Genome-Centric Multimodal Data Integration in Personalised Cardiovascular Medicine.

Federated genomics: data stays local, insight travels far and wide

Federated genomics is a distributed approach for managing and analysing human genomic data without consolidating it in a single location. Large-scale discovery needs cohorts spanning institutions and countries, yet genomes and linked clinical data are sensitive, governed by privacy rules, and tied to national or organisational ownership. A federated model supports cross-border collaboration while keeping data under local control, aligning practice with GDPR and related governance constraints.

At the technical layer, federated learning trains models across multiple sites by exchanging model updates rather than raw genomes. This enables joint risk prediction and other genomic analytics across hospitals and biobanks while keeping data on site. Strong deployments add privacy-by-design controls, including secure aggregation and quantitative limits on leakage. For fixed statistical tasks, secure multi-party computation provides a cryptographic route: multiple parties jointly compute genome-wide association statistics while each party reveals only what the result implies. Homomorphic encryption extends confidentiality by enabling computation on encrypted genomes, with a performance cost that teams manage through careful workload design. Trusted execution environments and secure enclaves complement these methods by running approved code close to the data inside protected execution zones.

In Europe, federated genomics increasingly depends on shared infrastructure. ELIXIR’s Federated European Genome–phenome Archive (Federated EGA, or FEGA) shows the model in production: national nodes store sensitive datasets under national jurisdiction, and shared metadata enables transnational discovery. Researchers search through a portal, while access decisions remain local. Interoperability is achieved through standard protocols such as the GA4GH Beacon API for federated discovery, ELIXIR AAI and GA4GH Passports for cross-node identity and permissions, and Crypt4GH for secure exchange into authorised environments.

Standards provide the connective tissue. The Global Alliance for Genomics and Health (GA4GH) develops APIs, data models, and policy guidance that allow platforms to interoperate responsibly. DUO makes consent and data-use terms machine-readable across systems; htsget and refget support remote retrieval of reads, variants, and reference sequences; Phenopackets encode phenotype and clinical context so multi-site data remains semantically comparable. When sites adopt these standards, analyses and workflows become portable across jurisdictions and platforms.

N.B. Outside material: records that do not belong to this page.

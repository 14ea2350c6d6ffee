// SPDX-License-Identifier: MIT OR Apache-2.0
//! Cooperative run cancellation.
//!
//! A run's cancel token records *why* the run is being stopped, and that
//! reason travels into the terminal `run_done` event. Cancellation is
//! cooperative: the engine consults the token between tasks, never
//! mid-task.

use std::sync::{Arc, Mutex};
use tokio::sync::Notify;

/// Why a run is being cancelled.
#[derive(Debug, Clone, Copy, PartialEq, Eq)]
pub enum CancelReason {
    /// An operator or API caller asked for the run to stop.
    UserRequested,
    /// The engine is shutting down; no further tasks may start.
    Shutdown,
}

impl CancelReason {
    /// Machine code reported in `run_done` events and receipts.
    #[must_use]
    pub fn code(self) -> &'static str {
        match self {
            Self::UserRequested => "canceled",
            Self::Shutdown => "shutdown",
        }
    }
}

/// Cloneable cancellation handle shared between a run's owner and the
/// worker executing it.
///
/// The first recorded reason wins; later calls still wake waiters but do
/// not overwrite it.
#[derive(Clone, Default)]
pub struct CancelToken {
    inner: Arc<TokenState>,
}

#[derive(Default)]
struct TokenState {
    reason: Mutex<Option<CancelReason>>,
    notify: Notify,
}

impl CancelToken {
    /// A fresh token with no cancellation recorded.
    #[must_use]
    pub fn new() -> Self {
        Self::default()
    }

    /// Request cancellation for the given reason.
    pub fn cancel(&self, reason: CancelReason) {
        {
            let mut slot = self.inner.reason.lock().unwrap_or_else(|e| e.into_inner());
            if slot.is_none() {
                *slot = Some(reason);
            }
        }
        self.inner.notify.notify_waiters();
    }

    /// The recorded reason, if cancellation was requested.
    #[must_use]
    pub fn reason(&self) -> Option<CancelReason> {
        *self.inner.reason.lock().unwrap_or_else(|e| e.into_inner())
    }

    /// Whether cancellation has been requested.
    #[must_use]
    pub fn is_cancelled(&self) -> bool {
        self.reason().is_some()
    }

    /// Wait until cancellation is requested, yielding the reason.
    pub async fn cancelled(&self) -> CancelReason {
        loop {
            if let Some(reason) = self.reason() {
                return reason;
            }
            self.inner.notify.notified().await;
        }
    }
}

impl std::fmt::Debug for CancelToken {
    fn fmt(&self, f: &mut std::fmt::Formatter<'_>) -> std::fmt::Result {
        f.debug_struct("CancelToken")
            .field("reason", &self.reason())
            .finish()
    }
}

These building blocks align with the EU’s 1+ Million Genomes vision and the European Genomic Data Infrastructure (GDI), designed to enable federated and secure access to a “virtual cohort” across member states. EOSC complements this by federating compute and virtual research environments close to where data sits. Within this landscape, NextGen aims to extend secure federated analytics to genomic computation and to validate tools through real-world pilots in a multi-site Pathfinder network. It couples federated analytics with multimodal data integration, catalogue-based discovery, and governance processes aligned with the European Health Data Space and 1+MG, supporting auditable, accountable access across jurisdictions.